**What to produce:**
The lines from the start of the records through the one containing "kind cannot be reversed" are to be transcribed exactly, and nothing else.

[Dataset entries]
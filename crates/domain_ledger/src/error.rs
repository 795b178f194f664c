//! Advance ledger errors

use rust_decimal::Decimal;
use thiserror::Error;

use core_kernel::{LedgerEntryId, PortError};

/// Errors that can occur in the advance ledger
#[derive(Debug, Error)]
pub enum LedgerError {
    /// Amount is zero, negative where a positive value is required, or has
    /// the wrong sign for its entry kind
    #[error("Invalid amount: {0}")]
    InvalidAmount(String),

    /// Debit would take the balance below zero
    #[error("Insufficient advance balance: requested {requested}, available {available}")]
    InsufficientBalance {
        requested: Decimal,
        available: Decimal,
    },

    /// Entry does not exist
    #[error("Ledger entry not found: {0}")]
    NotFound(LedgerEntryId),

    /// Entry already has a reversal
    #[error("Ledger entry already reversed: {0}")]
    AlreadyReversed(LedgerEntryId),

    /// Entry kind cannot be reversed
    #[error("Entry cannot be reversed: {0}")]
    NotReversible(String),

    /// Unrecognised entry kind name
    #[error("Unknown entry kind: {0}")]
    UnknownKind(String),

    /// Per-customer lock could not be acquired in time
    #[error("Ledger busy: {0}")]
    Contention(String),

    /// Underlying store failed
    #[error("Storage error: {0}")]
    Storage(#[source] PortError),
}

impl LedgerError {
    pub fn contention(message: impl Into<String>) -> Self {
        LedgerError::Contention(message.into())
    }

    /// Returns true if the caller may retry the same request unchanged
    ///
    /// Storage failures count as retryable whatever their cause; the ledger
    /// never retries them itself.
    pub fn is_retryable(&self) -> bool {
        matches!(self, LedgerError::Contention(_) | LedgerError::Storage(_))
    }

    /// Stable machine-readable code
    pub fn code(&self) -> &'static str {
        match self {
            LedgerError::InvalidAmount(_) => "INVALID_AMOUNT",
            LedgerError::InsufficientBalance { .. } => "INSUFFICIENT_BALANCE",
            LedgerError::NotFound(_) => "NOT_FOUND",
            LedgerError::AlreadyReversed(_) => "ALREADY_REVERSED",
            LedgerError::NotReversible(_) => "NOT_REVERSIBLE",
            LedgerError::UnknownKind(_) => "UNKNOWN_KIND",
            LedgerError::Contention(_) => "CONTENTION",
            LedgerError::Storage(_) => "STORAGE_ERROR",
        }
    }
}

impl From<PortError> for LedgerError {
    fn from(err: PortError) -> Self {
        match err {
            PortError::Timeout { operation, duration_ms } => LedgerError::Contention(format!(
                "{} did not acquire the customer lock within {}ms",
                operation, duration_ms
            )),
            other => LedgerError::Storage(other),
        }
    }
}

**Answer for this exercise:**
filename crates/domain_ledger/src/error.rs
repository 795b178f194f664c
//! Advance ledger errors

use rust_decimal::Decimal;
use thiserror::Error;

use core_kernel::{LedgerEntryId, PortError};

/// Errors that can occur in the advance ledger
#[derive(Debug, Error)]
pub enum LedgerError {
    /// Amount is zero, negative where a positive value is required, or has
    /// the wrong sign for its entry kind
    #[error("Invalid amount: {0}")]
    InvalidAmount(String),

    /// Debit would take the balance below zero
    #[error("Insufficient advance balance: requested {requested}, available {available}")]
    InsufficientBalance {
        requested: Decimal,
        available: Decimal,
    },

    /// Entry does not exist
    #[error("Ledger entry not found: {0}")]
    NotFound(LedgerEntryId),

    /// Entry already has a reversal
    #[error("Ledger entry already reversed: {0}")]
    AlreadyReversed(LedgerEntryId),

    /// Entry kind cannot be reversed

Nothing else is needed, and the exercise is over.